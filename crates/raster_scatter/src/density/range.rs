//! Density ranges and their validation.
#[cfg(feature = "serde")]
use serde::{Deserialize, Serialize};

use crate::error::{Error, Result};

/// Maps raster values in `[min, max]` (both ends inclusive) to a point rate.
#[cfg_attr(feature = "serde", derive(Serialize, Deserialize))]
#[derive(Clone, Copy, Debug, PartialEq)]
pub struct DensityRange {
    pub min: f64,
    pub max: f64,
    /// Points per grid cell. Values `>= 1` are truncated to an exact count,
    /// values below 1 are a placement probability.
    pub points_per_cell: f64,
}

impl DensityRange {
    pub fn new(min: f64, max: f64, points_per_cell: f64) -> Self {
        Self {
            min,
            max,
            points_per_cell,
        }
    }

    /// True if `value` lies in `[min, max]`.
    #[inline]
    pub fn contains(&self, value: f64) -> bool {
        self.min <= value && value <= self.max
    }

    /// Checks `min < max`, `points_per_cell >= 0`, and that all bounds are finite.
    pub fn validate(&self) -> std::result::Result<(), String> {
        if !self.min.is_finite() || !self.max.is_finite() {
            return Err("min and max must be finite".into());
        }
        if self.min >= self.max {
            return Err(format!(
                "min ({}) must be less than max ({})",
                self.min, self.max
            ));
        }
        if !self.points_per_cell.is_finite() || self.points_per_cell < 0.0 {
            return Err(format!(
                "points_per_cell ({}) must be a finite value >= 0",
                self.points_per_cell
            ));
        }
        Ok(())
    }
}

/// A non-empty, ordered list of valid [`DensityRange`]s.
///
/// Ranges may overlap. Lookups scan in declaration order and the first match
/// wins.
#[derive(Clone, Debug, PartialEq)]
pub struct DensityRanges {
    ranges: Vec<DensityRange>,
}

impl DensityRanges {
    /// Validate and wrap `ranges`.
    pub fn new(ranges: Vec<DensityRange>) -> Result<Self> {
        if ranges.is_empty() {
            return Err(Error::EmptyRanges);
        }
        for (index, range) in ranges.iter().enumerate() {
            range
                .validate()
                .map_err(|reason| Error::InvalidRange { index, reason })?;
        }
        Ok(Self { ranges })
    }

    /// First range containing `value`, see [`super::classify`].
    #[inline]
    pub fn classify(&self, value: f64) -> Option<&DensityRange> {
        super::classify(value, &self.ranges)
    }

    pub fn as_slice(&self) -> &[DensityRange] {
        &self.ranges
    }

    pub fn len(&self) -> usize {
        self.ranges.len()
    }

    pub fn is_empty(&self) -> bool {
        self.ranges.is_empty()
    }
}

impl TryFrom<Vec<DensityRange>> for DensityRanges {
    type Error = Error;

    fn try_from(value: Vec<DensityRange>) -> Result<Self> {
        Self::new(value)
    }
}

· · ·

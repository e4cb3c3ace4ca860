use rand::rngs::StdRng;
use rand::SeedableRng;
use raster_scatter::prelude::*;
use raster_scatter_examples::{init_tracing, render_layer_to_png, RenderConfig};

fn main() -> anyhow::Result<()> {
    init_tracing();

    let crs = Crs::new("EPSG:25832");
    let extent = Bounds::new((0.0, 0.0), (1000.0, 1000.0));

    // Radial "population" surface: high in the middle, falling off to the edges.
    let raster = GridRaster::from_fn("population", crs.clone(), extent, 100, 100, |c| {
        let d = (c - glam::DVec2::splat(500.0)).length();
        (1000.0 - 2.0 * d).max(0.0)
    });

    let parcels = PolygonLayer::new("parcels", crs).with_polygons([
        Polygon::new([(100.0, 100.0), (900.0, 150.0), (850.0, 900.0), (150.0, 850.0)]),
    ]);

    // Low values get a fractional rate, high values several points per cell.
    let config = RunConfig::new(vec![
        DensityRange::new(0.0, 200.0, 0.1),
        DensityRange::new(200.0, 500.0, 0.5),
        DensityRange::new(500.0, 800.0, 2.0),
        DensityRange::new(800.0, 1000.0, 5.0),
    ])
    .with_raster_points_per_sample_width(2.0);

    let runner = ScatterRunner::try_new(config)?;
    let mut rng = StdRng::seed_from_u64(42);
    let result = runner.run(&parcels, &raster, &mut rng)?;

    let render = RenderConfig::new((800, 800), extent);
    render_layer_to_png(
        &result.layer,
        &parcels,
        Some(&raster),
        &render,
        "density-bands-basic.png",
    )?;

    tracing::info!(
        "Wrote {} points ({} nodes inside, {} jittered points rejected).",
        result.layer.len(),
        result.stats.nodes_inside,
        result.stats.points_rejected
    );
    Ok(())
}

· · ·

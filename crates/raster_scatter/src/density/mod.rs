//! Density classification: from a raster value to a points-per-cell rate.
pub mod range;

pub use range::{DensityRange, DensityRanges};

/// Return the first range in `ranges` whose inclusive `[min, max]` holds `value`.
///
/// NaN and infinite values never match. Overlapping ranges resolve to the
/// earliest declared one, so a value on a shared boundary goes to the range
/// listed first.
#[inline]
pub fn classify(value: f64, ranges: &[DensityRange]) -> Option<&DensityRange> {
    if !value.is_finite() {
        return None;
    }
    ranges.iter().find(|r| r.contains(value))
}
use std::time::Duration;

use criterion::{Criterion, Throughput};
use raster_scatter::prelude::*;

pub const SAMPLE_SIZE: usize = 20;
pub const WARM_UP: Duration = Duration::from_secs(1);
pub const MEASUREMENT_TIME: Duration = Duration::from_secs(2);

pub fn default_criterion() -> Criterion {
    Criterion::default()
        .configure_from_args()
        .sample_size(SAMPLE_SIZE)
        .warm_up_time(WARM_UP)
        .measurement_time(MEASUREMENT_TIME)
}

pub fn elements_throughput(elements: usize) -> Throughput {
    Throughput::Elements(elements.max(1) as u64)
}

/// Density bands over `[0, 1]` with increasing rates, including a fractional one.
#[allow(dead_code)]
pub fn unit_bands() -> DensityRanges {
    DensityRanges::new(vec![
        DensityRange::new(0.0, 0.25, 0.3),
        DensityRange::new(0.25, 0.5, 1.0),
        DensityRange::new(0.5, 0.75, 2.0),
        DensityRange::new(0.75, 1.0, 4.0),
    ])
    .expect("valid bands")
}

· · ·

## What is expected
Collect every line from the records above that contains the word "const".

## Response to this task
pub const SAMPLE_SIZE: usize = 20;
pub const WARM_UP: Duration = Duration::from_secs(1);
pub const MEASUREMENT_TIME: Duration = Duration::from_secs(2);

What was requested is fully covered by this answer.